• Problem:
Would you print all of the records below exactly, without skipping any?

== Segment start ==

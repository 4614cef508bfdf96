use std::io;

use maison::loyalty::{LoyaltyAccount, PointsSource, Reward, Tier};
use tabled::{
    builder::Builder,
    settings::{Alignment, Style, object::Columns},
};

use super::{CliError, Locale};

pub(crate) fn run(locale: Locale<'_>, out: impl io::Write) -> Result<(), CliError> {
    write_account(&LoyaltyAccount::demo(), locale, out)
}

fn write_account(
    account: &LoyaltyAccount,
    locale: Locale<'_>,
    mut out: impl io::Write,
) -> Result<(), CliError> {
    let catalog = locale.catalog;
    let strings = &catalog.loyalty;
    let tier = account.tier();

    writeln!(out, "{}", strings.title)?;
    writeln!(
        out,
        "{} · {} {} · {} x{}",
        tier.name(),
        account.points(),
        strings.points,
        strings.multiplier,
        tier.multiplier().normalize(),
    )?;

    if let (Some(next), Some(missing)) = (tier.next(), account.points_to_next_tier()) {
        writeln!(
            out,
            "{} {}: {missing} {} ({}%)",
            strings.until,
            next.name(),
            strings.points,
            account.progress_percent(),
        )?;
    }

    writeln!(out)?;
    writeln!(out, "{}", strings.levels)?;

    let mut levels = Builder::default();

    for level in Tier::ALL {
        let marker = if level == tier { "●" } else { "" };

        levels.push_record([
            marker.to_string(),
            level.name().to_string(),
            level.threshold().to_string(),
            format!("x{}", level.multiplier().normalize()),
        ]);
    }

    write_table(&mut out, levels)?;

    writeln!(out, "{}", strings.rewards)?;

    let mut rewards = Builder::default();

    for reward in Reward::ALL {
        let claimable = if account.points() >= reward.cost() {
            strings.claim.as_str()
        } else {
            ""
        };

        rewards.push_record([
            reward.label(catalog).to_string(),
            format!("{} {}", reward.cost(), strings.points),
            claimable.to_string(),
        ]);
    }

    write_table(&mut out, rewards)?;

    writeln!(out, "{}", strings.recent)?;

    for entry in account.history() {
        let source = match entry.source {
            PointsSource::Order(number) => format!("{} #{number}", strings.order_entry),
            PointsSource::Reward(reward) => reward.label(catalog).to_string(),
        };

        writeln!(out, "  {source}  {:+}", entry.points)?;
    }

    Ok(())
}

fn write_table(out: &mut impl io::Write, builder: Builder) -> io::Result<()> {
    let mut table = builder.build();
    table.with(Style::modern_rounded());
    table.modify(Columns::one(2), Alignment::right());

    writeln!(out, "{table}")
}
//! Maison prelude.
//!
//! Convenience exports for common library consumers.

pub use crate::{
    cart::{Cart, CartLine, NewCartLine},
    chat::{Author, ChatMessage, ChatSession, PendingReply, VoiceHold},
    i18n::{Catalog, Catalogs, I18nError, LANGUAGE_KEY, Language, LanguageStore, Persistence},
    loyalty::{LoyaltyAccount, LoyaltyError, Reward, Tier},
    menu::{Badge, Category, CategoryFilter, Dish, Favorites, Menu, MenuError},
    order::OrderSummary,
    pricing::{PricingError, Totals},
    storage::{FileStorage, KeyValueStorage, MemoryStorage, StorageError},
};
//! Maison
//!
//! Maison is the state core of a mobile-first restaurant ordering app: the cart store,
//! derived order totals, the language store with its bundled translation catalogs, and
//! the static menu, chat and loyalty collaborators the screens read from.

pub mod cart;
pub mod chat;
pub mod i18n;
pub mod loyalty;
pub mod menu;
pub mod order;
pub mod prelude;
pub mod pricing;
pub mod storage;
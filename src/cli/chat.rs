use std::{io, thread, time::Duration};

use clap::Args;
use maison::chat::{Author, ChatSession};

use super::{CliError, Locale};

#[derive(Debug, Args)]
pub(crate) struct ChatArgs {
    /// Message for the assistant
    #[arg(required_unless_present = "voice")]
    message: Vec<String>,

    /// Send a voice message instead of text
    #[arg(long, conflicts_with = "message")]
    voice: bool,
}

pub(crate) fn run(
    args: &ChatArgs,
    locale: Locale<'_>,
    out: impl io::Write,
) -> Result<(), CliError> {
    converse(args, locale, out, thread::sleep)
}

fn converse(
    args: &ChatArgs,
    locale: Locale<'_>,
    mut out: impl io::Write,
    mut wait: impl FnMut(Duration),
) -> Result<(), CliError> {
    let catalog = locale.catalog;
    let mut session = ChatSession::new(catalog);

    let reply = if args.voice {
        Some(session.submit_voice(catalog))
    } else {
        session.submit(&args.message.join(" "), catalog)
    };

    if let Some(reply) = reply {
        wait(reply.delay);
        session.deliver(reply);
    }

    for message in session.messages() {
        let prefix = match message.author {
            Author::User => ">",
            Author::Bot => "<",
        };

        writeln!(out, "{prefix} {}", message.text)?;
    }

    Ok(())
}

== Segment end ==

• Written answer:
repository 4614cef508bfdf96
use std::io;

use maison::loyalty::{LoyaltyAccount, PointsSource, Reward, Tier};
use tabled::{
    builder::Builder,
    settings::{Alignment, Style, object::Columns},
};

use super::{CliError, Locale};

pub(crate) fn run(locale: Locale<'_>, out: impl io::Write) -> Result<(), CliError> {
    write_account(&LoyaltyAccount::demo(), locale, out)
}

fn write_account(
    account: &LoyaltyAccount,
    locale: Locale<'_>,
    mut out: impl io::Write,
) -> Result<(), CliError> {
    let catalog = locale.catalog;
    let strings = &catalog.loyalty;
    let tier = account.tier();

    writeln!(out, "{}", strings.title)?;
    writeln!(
        out,
        "{} · {} {} · {} x{}",
        tier.name(),
        account.points(),
        strings.points,
        strings.multiplier,
        tier.multiplier().normalize(),
    )?;

    if let (Some(next), Some(missing)) = (tier.next(), account.points_to_next_tier()) {
        writeln!(
            out,
            "{} {}: {missing} {} ({}%)",
            strings.until,
            next.name(),
            strings.points,
            account.progress_percent(),
        )?;
    }

    writeln!(out)?;
    writeln!(out, "{}", strings.levels)?;

    let mut levels = Builder::default();

    for level in Tier::ALL {
        let marker = if level == tier { "●" } else { "" };

        levels.push_record([
            marker.to_string(),
            level.name().to_string(),
            level.threshold().to_string(),
            format!("x{}", level.multiplier().normalize()),
        ]);
    }

    write_table(&mut out, levels)?;

    writeln!(out, "{}", strings.rewards)?;

    let mut rewards = Builder::default();

    for reward in Reward::ALL {
        let claimable = if account.points() >= reward.cost() {
            strings.claim.as_str()
        } else {
            ""
        };

        rewards.push_record([
            reward.label(catalog).to_string(),
            format!("{} {}", reward.cost(), strings.points),
            claimable.to_string(),
        ]);
    }

    write_table(&mut out, rewards)?;

    writeln!(out, "{}", strings.recent)?;

    for entry in account.history() {
        let source = match entry.source {
            PointsSource::Order(number) => format!("{} #{number}", strings.order_entry),
            PointsSource::Reward(reward) => reward.label(catalog).to_string(),
        };

        writeln!(out, "  {source}  {:+}", entry.points)?;
    }

    Ok(())
}

fn write_table(out: &mut impl io::Write, builder: Builder) -> io::Result<()> {
    let mut table = builder.build();
    table.with(Style::modern_rounded());
    table.modify(Columns::one(2), Alignment::right());

    writeln!(out, "{table}")
}
//! Maison prelude.
//!
//! Convenience exports for common library consumers.

pub use crate::{
    cart::{Cart, CartLine, NewCartLine},
    chat::{Author, ChatMessage, ChatSession, PendingReply, VoiceHold},
    i18n::{Catalog, Catalogs, I18nError, LANGUAGE_KEY, Language, LanguageStore, Persistence},
    loyalty::{LoyaltyAccount, LoyaltyError, Reward, Tier},
    menu::{Badge, Category, CategoryFilter, Dish, Favorites, Menu, MenuError},
    order::OrderSummary,
    pricing::{PricingError, Totals},
    storage::{FileStorage, KeyValueStorage, MemoryStorage, StorageError},
};
//! Maison
//!
//! Maison is the state core of a mobile-first restaurant ordering app: the cart store,
//! derived order totals, the language store with its bundled translation catalogs, and
//! the static menu, chat and loyalty collaborators the screens read from.

pub mod cart;
pub mod chat;
pub mod i18n;
pub mod loyalty;
pub mod menu;
pub mod order;
pub mod prelude;
pub mod pricing;
pub mod storage;
filename src/cli/chat.rs
use std::{io, thread, time::Duration};

use clap::Args;
use maison::chat::{Author, ChatSession};

use super::{CliError, Locale};

#[derive(Debug, Args)]
pub(crate) struct ChatArgs {
    /// Message for the assistant
    #[arg(required_unless_present = "voice")]
    message: Vec<String>,

    /// Send a voice message instead of text
    #[arg(long, conflicts_with = "message")]
    voice: bool,
}

pub(crate) fn run(
    args: &ChatArgs,
    locale: Locale<'_>,
    out: impl io::Write,
) -> Result<(), CliError> {
    converse(args, locale, out, thread::sleep)
}

fn converse(
    args: &ChatArgs,
    locale: Locale<'_>,
    mut out: impl io::Write,
    mut wait: impl FnMut(Duration),
) -> Result<(), CliError> {
    let catalog = locale.catalog;
    let mut session = ChatSession::new(catalog);

    let reply = if args.voice {
        Some(session.submit_voice(catalog))
    } else {
        session.submit(&args.message.join(" "), catalog)
    };

    if let Some(reply) = reply {
        wait(reply.delay);
        session.deliver(reply);
    }

    for message in session.messages() {
        let prefix = match message.author {
            Author::User => ">",
            Author::Bot => "<",
        };

        writeln!(out, "{prefix} {}", message.text)?;
    }

    Ok(())
}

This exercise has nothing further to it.